▸ **Given entries**:
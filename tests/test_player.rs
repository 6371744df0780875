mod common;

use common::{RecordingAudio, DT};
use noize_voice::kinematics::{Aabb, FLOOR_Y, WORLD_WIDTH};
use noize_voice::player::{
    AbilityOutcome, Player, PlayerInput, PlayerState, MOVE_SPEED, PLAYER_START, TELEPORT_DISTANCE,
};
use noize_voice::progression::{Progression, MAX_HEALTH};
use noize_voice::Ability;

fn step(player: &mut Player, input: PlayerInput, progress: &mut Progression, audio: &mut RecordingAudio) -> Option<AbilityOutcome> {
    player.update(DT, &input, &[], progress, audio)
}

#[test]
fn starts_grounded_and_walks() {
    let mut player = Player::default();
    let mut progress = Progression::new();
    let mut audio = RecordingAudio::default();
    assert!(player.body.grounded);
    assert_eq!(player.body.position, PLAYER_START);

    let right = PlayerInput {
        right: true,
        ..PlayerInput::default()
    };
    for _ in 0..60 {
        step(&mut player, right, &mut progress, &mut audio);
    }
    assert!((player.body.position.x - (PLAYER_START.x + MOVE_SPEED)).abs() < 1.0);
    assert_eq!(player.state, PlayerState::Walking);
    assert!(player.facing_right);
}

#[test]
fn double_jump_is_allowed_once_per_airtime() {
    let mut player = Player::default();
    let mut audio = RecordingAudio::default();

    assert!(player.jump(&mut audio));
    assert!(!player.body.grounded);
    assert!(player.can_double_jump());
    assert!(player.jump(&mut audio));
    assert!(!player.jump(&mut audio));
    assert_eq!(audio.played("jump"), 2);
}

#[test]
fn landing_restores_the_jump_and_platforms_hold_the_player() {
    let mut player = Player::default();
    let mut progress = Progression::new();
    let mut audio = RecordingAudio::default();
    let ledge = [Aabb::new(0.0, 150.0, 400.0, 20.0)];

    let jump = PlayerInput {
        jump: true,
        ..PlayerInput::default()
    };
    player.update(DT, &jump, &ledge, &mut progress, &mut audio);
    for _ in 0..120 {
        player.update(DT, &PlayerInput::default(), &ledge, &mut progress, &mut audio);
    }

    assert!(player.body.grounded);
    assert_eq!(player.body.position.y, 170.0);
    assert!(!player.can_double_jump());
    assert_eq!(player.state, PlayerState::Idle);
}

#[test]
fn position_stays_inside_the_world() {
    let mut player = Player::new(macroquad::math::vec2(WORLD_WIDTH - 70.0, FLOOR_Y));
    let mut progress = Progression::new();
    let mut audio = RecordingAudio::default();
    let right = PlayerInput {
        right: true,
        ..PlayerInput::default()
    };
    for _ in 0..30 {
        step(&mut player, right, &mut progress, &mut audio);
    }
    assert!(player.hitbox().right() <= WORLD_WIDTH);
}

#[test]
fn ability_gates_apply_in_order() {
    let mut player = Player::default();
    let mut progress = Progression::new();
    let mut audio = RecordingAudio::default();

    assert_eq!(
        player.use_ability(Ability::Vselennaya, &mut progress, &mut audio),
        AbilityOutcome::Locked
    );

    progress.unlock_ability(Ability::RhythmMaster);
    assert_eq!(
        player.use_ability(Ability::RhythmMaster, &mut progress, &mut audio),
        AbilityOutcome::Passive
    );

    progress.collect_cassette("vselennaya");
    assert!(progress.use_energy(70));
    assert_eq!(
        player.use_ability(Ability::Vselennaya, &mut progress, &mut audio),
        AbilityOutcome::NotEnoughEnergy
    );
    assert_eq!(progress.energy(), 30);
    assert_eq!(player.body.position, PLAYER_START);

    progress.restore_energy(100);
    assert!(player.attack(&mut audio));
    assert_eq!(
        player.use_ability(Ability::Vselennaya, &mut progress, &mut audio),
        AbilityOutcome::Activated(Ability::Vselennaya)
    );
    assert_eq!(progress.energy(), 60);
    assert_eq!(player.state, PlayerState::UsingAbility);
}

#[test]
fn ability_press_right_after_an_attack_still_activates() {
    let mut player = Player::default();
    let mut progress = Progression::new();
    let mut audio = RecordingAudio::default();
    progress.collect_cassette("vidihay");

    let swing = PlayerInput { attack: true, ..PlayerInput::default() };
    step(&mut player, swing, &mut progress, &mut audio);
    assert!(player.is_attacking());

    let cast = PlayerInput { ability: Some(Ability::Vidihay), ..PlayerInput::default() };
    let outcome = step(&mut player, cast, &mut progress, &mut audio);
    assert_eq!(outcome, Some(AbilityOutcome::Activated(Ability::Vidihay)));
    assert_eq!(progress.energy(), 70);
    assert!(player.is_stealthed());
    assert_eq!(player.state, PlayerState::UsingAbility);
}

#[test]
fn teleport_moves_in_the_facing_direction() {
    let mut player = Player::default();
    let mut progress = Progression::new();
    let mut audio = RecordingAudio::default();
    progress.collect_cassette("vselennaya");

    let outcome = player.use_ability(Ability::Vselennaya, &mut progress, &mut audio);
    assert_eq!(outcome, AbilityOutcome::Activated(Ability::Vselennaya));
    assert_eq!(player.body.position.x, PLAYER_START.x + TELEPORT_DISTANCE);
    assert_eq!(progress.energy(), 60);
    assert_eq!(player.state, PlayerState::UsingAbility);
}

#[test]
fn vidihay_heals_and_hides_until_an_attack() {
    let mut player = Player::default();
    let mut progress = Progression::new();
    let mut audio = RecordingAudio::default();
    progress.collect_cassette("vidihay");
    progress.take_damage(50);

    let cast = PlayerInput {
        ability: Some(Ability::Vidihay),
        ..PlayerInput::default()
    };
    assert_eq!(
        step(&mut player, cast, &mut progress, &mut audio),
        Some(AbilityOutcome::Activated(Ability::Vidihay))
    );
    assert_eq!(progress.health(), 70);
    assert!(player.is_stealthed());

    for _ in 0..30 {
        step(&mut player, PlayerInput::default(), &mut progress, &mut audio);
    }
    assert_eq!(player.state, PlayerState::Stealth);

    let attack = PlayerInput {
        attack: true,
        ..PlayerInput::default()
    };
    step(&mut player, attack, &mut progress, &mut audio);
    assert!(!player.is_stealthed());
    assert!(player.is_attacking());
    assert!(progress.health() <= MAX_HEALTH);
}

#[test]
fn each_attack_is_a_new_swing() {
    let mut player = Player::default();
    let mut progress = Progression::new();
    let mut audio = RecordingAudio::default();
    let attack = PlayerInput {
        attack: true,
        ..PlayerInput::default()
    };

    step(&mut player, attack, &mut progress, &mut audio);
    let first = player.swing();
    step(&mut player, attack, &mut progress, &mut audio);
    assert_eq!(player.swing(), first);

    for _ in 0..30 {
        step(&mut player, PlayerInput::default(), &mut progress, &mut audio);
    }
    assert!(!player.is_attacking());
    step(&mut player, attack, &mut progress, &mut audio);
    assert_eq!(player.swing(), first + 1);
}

▸ **What is required**: Your answer must be the full listing, copied exactly.

▸ **Written answer**:
filename tests/test_player.rs
repository 6371744df0780875
mod common;

use common::{RecordingAudio, DT};
use noize_voice::kinematics::{Aabb, FLOOR_Y, WORLD_WIDTH};
use noize_voice::player::{
    AbilityOutcome, Player, PlayerInput, PlayerState, MOVE_SPEED, PLAYER_START, TELEPORT_DISTANCE,
};
use noize_voice::progression::{Progression, MAX_HEALTH};
use noize_voice::Ability;

fn step(player: &mut Player, input: PlayerInput, progress: &mut Progression, audio: &mut RecordingAudio) -> Option<AbilityOutcome> {
    player.update(DT, &input, &[], progress, audio)
}

#[test]
fn starts_grounded_and_walks() {
    let mut player = Player::default();
    let mut progress = Progression::new();
    let mut audio = RecordingAudio::default();
    assert!(player.body.grounded);
    assert_eq!(player.body.position, PLAYER_START);

    let right = PlayerInput {
        right: true,
        ..PlayerInput::default()
    };
    for _ in 0..60 {
        step(&mut player, right, &mut progress, &mut audio);
    }
    assert!((player.body.position.x - (PLAYER_START.x + MOVE_SPEED)).abs() < 1.0);
    assert_eq!(player.state, PlayerState::Walking);
    assert!(player.facing_right);
}

#[test]
fn double_jump_is_allowed_once_per_airtime() {
    let mut player = Player::default();
    let mut audio = RecordingAudio::default();

    assert!(player.jump(&mut audio));
    assert!(!player.body.grounded);
    assert!(player.can_double_jump());
    assert!(player.jump(&mut audio));
    assert!(!player.jump(&mut audio));
    assert_eq!(audio.played("jump"), 2);
}

#[test]
fn landing_restores_the_jump_and_platforms_hold_the_player() {
    let mut player = Player::default();
    let mut progress = Progression::new();
    let mut audio = RecordingAudio::default();
    let ledge = [Aabb::new(0.0, 150.0, 400.0, 20.0)];

    let jump = PlayerInput {
        jump: true,
        ..PlayerInput::default()
    };
    player.update(DT, &jump, &ledge, &mut progress, &mut audio);
    for _ in 0..120 {
        player.update(DT, &PlayerInput::default(), &ledge, &mut progress, &mut audio);
    }

    assert!(player.body.grounded);
    assert_eq!(player.body.position.y, 170.0);
    assert!(!player.can_double_jump());
    assert_eq!(player.state, PlayerState::Idle);
}

#[test]
fn position_stays_inside_the_world() {
    let mut player = Player::new(macroquad::math::vec2(WORLD_WIDTH - 70.0, FLOOR_Y));
    let mut progress = Progression::new();
    let mut audio = RecordingAudio::default();
    let right = PlayerInput {
        right: true,
        ..PlayerInput::default()
    };
    for _ in 0..30 {
        step(&mut player, right, &mut progress, &mut audio);
    }
    assert!(player.hitbox().right() <= WORLD_WIDTH);
}

#[test]
fn ability_gates_apply_in_order() {
    let mut player = Player::default();
    let mut progress = Progression::new();
    let mut audio = RecordingAudio::default();

    assert_eq!(
        player.use_ability(Ability::Vselennaya, &mut progress, &mut audio),
        AbilityOutcome::Locked
    );

    progress.unlock_ability(Ability::RhythmMaster);
    assert_eq!(
        player.use_ability(Ability::RhythmMaster, &mut progress, &mut audio),
        AbilityOutcome::Passive
    );

    progress.collect_cassette("vselennaya");
    assert!(progress.use_energy(70));
    assert_eq!(
        player.use_ability(Ability::Vselennaya, &mut progress, &mut audio),
        AbilityOutcome::NotEnoughEnergy
    );
    assert_eq!(progress.energy(), 30);
    assert_eq!(player.body.position, PLAYER_START);

    progress.restore_energy(100);
    assert!(player.attack(&mut audio));
    assert_eq!(
        player.use_ability(Ability::Vselennaya, &mut progress, &mut audio),
        AbilityOutcome::Activated(Ability::Vselennaya)
    );
    assert_eq!(progress.energy(), 60);
    assert_eq!(player.state, PlayerState::UsingAbility);
}

#[test]
fn ability_press_right_after_an_attack_still_activates() {
    let mut player = Player::default();
    let mut progress = Progression::new();
    let mut audio = RecordingAudio::default();
    progress.collect_cassette("vidihay");

    let swing = PlayerInput { attack: true, ..PlayerInput::default() };
    step(&mut player, swing, &mut progress, &mut audio);
    assert!(player.is_attacking());

    let cast = PlayerInput { ability: Some(Ability::Vidihay), ..PlayerInput::default() };
    let outcome = step(&mut player, cast, &mut progress, &mut audio);
    assert_eq!(outcome, Some(AbilityOutcome::Activated(Ability::Vidihay)));
    assert_eq!(progress.energy(), 70);
    assert!(player.is_stealthed());
    assert_eq!(player.state, PlayerState::UsingAbility);
}

#[test]
fn teleport_moves_in_the_facing_direction() {
    let mut player = Player::default();
    let mut progress = Progression::new();
    let mut audio = RecordingAudio::default();
    progress.collect_cassette("vselennaya");

    let outcome = player.use_ability(Ability::Vselennaya, &mut progress, &mut audio);
    assert_eq!(outcome, AbilityOutcome::Activated(Ability::Vselennaya));
    assert_eq!(player.body.position.x, PLAYER_START.x + TELEPORT_DISTANCE);
    assert_eq!(progress.energy(), 60);
    assert_eq!(player.state, PlayerState::UsingAbility);
}

#[test]
fn vidihay_heals_and_hides_until_an_attack() {
    let mut player = Player::default();
    let mut progress = Progression::new();
    let mut audio = RecordingAudio::default();
    progress.collect_cassette("vidihay");
    progress.take_damage(50);

    let cast = PlayerInput {
        ability: Some(Ability::Vidihay),
        ..PlayerInput::default()
    };
    assert_eq!(
        step(&mut player, cast, &mut progress, &mut audio),
        Some(AbilityOutcome::Activated(Ability::Vidihay))
    );
    assert_eq!(progress.health(), 70);
    assert!(player.is_stealthed());

    for _ in 0..30 {
        step(&mut player, PlayerInput::default(), &mut progress, &mut audio);
    }
    assert_eq!(player.state, PlayerState::Stealth);

    let attack = PlayerInput {
        attack: true,
        ..PlayerInput::default()
    };
    step(&mut player, attack, &mut progress, &mut audio);
    assert!(!player.is_stealthed());
    assert!(player.is_attacking());
    assert!(progress.health() <= MAX_HEALTH);
}

#[test]
fn each_attack_is_a_new_swing() {
    let mut player = Player::default();
    let mut progress = Progression::new();
    let mut audio = RecordingAudio::default();
    let attack = PlayerInput {
        attack: true,
        ..PlayerInput::default()
    };

    step(&mut player, attack, &mut progress, &mut audio);
    let first = player.swing();
    step(&mut player, attack, &mut progress, &mut audio);
    assert_eq!(player.swing(), first);

    for _ in 0..30 {
        step(&mut player, PlayerInput::default(), &mut progress, &mut audio);
    }
    assert!(!player.is_attacking());
    step(&mut player, attack, &mut progress, &mut audio);
    assert_eq!(player.swing(), first + 1);
}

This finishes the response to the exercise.